Sonoma Technology, 1450 N. McDowell Blvd., Suite 200, Petaluma, CA 94954, USA.
Department of Atmospheric and Oceanic Sciences, University of Colorado Boulder, Boulder, CO 80309, USA.
Sensors (Basel). 2019 Oct 29;19(21):4701. doi: 10.3390/s19214701.
Low-cost sensors can provide insight on the spatio-temporal variability of air pollution, provided that sufficient efforts are made to ensure data quality. Here, 19 AirBeam particulate matter (PM) sensors were deployed from December 2016 to January 2017 to determine the spatial variability of PM in Sacramento, California. Prior to, and after, the study, the 19 sensors were deployed and collocated at a regulatory air monitoring site. The sensors demonstrated a high degree of precision during all collocated measurement periods (Pearson R = 0.98 - 0.99 across all sensors), with little drift. A sensor-specific correction factor was developed such that each sensor reported a comparable value. Sensors had a moderate degree of correlation with regulatory monitors during the study (R = 0.60 - 0.68 at two sites). In a multi-linear regression model, the deviation between sensor and reference measurements of PM had the highest correlation with dew point and relative humidity.

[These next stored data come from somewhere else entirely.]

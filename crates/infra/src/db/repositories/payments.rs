use anyhow::Result;
use async_trait::async_trait;
use chrono::{DateTime, Utc};
use diesel::dsl::{count_star, sum};
use diesel::prelude::*;
use std::sync::Arc;

use crate::db::postgres::{postgres_connection::PgPool, schema::payments};
use domain::{
    repositories::payments::PaymentRepository,
    value_objects::stats::{SalesSummary, TariffPopularity},
};

pub struct PaymentPostgres {
    db_pool: Arc<PgPool>,
}

impl PaymentPostgres {
    pub fn new(db_pool: Arc<PgPool>) -> Self {
        Self { db_pool }
    }
}

#[async_trait]
impl PaymentRepository for PaymentPostgres {
    async fn sales_since(&self, since: Option<DateTime<Utc>>) -> Result<SalesSummary> {
        let mut conn = Arc::clone(&self.db_pool).get()?;

        let (revenue, sales) = match since {
            Some(since) => payments::table
                .filter(payments::paid_at.ge(since))
                .select((sum(payments::amount_minor), count_star()))
                .first::<(Option<i64>, i64)>(&mut conn)?,
            None => payments::table
                .select((sum(payments::amount_minor), count_star()))
                .first::<(Option<i64>, i64)>(&mut conn)?,
        };

        Ok(SalesSummary {
            revenue_minor: revenue.unwrap_or(0),
            sales,
        })
    }

    async fn most_popular_tariff(&self) -> Result<Option<TariffPopularity>> {
        let mut conn = Arc::clone(&self.db_pool).get()?;

        let top = payments::table
            .group_by(payments::tariff_name)
            .select((payments::tariff_name, count_star()))
            .order(count_star().desc())
            .first::<(String, i64)>(&mut conn)
            .optional()?;

        Ok(top.map(|(tariff_name, sales)| TariffPopularity { tariff_name, sales }))
    }
}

Sensor measurements were used to estimate the PM spatial variability, finding an average pairwise coefficient of divergence of 0.22 and a range of 0.14 to 0.33, indicating mostly homogeneous distributions. No significant difference in the average sensor PM concentrations between environmental justice (EJ) and non-EJ communities ( value = 0.24) was observed.
低成本传感器可以提供空气污染时空变化的深入了解,只要付出足够的努力来确保数据质量。在这里,19 个 AirBeam 颗粒物(PM)传感器从 2016 年 12 月部署到 2017 年 1 月,以确定加利福尼亚州萨克拉门托的 PM 空间变化。在研究之前和之后,19 个传感器被部署并与监管空气质量监测站相匹配。在所有相匹配的测量期间,传感器都表现出高度的精度(所有传感器的 Pearson R 值为 0.98-0.99),漂移很小。开发了一种特定于传感器的校正因子,以便每个传感器报告可比的值。在研究期间,传感器与监管监测器具有中等程度的相关性(两个站点的 R 值为 0.60-0.68)。在多元线性回归模型中,传感器与参考测量的 PM 之间的偏差与露点和相对湿度的相关性最高。使用传感器测量来估计 PM 的空间变化,发现平均两两发散系数为 0.22,范围为 0.14 到 0.33,表明分布大多均匀。在环境正义(EJ)和非 EJ 社区之间,未观察到平均传感器 PM 浓度有显著差异(value = 0.24)。